*** DATA EXTRACT Section Begins ***

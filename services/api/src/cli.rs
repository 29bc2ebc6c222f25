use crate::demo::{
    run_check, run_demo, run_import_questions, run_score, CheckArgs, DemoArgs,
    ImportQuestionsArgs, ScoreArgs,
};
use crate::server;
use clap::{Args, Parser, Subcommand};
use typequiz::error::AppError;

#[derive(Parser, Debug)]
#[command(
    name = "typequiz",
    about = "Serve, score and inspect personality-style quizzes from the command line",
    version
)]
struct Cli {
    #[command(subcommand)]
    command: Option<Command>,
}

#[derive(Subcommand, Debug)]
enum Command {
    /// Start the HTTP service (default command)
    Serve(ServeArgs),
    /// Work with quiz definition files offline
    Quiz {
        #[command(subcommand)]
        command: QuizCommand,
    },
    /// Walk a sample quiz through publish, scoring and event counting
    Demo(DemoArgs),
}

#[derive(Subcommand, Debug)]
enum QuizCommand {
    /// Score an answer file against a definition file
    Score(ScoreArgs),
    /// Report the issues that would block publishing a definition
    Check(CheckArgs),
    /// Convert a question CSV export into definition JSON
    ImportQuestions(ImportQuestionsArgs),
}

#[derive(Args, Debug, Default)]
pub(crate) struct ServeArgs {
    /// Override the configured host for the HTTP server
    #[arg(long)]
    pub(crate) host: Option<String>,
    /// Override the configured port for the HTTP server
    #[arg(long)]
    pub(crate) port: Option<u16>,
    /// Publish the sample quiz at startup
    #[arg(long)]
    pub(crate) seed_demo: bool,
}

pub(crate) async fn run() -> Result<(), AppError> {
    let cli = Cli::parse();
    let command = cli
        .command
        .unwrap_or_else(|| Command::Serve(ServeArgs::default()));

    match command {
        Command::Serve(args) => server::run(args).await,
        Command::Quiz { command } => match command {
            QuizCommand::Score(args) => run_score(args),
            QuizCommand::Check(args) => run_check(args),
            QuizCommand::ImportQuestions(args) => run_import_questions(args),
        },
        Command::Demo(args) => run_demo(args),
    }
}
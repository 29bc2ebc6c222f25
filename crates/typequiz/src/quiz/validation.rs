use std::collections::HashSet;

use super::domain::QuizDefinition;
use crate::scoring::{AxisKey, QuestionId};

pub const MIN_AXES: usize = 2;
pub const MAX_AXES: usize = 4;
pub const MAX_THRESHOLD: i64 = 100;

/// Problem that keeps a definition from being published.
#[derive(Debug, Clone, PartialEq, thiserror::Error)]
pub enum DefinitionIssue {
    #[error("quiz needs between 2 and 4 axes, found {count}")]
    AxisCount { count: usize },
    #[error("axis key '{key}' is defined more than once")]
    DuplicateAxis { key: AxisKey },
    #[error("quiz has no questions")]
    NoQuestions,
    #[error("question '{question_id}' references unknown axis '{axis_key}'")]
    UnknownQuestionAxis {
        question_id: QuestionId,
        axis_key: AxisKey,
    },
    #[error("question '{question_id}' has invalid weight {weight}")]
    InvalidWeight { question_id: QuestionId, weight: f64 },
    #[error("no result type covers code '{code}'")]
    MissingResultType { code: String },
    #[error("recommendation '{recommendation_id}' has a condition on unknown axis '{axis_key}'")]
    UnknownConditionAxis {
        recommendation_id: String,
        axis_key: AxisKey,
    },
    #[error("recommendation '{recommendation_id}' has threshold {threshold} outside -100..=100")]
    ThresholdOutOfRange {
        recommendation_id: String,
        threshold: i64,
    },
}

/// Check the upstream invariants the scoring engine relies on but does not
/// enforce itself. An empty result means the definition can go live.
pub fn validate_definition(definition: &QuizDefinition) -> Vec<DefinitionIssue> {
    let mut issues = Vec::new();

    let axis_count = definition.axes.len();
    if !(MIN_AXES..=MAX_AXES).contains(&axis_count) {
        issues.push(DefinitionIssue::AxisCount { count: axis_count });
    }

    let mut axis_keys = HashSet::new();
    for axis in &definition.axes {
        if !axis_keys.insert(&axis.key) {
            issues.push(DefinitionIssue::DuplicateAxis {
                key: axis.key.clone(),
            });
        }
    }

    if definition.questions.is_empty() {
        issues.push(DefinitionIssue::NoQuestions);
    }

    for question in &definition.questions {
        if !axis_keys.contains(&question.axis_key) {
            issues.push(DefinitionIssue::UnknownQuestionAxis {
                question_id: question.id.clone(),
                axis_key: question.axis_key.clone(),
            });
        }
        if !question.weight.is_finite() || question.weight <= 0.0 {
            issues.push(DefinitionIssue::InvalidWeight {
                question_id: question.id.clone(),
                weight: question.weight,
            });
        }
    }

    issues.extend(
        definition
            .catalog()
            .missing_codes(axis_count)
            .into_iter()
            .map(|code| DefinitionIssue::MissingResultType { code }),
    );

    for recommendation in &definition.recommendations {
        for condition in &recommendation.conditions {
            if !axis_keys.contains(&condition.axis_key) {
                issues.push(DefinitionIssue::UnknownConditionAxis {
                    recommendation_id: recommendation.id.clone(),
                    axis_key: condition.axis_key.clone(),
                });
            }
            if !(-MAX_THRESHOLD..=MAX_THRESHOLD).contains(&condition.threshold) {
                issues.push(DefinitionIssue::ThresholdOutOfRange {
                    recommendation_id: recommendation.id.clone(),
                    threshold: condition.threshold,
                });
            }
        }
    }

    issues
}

*** DATA EXTRACT Section Ends ***

## WHAT THE EXERCISE ASKS
Begin with the line that has "pub enum DefinitionIssue" in the listing above and end after the line that has "QuestionId, weight: f64"; output those lines exactly.

## PROBLEM SOLUTION
pub enum DefinitionIssue {
    #[error("quiz needs between 2 and 4 axes, found {count}")]
    AxisCount { count: usize },
    #[error("axis key '{key}' is defined more than once")]
    DuplicateAxis { key: AxisKey },
    #[error("quiz has no questions")]
    NoQuestions,
    #[error("question '{question_id}' references unknown axis '{axis_key}'")]
    UnknownQuestionAxis {
        question_id: QuestionId,
        axis_key: AxisKey,
    },
    #[error("question '{question_id}' has invalid weight {weight}")]
    InvalidWeight { question_id: QuestionId, weight: f64 },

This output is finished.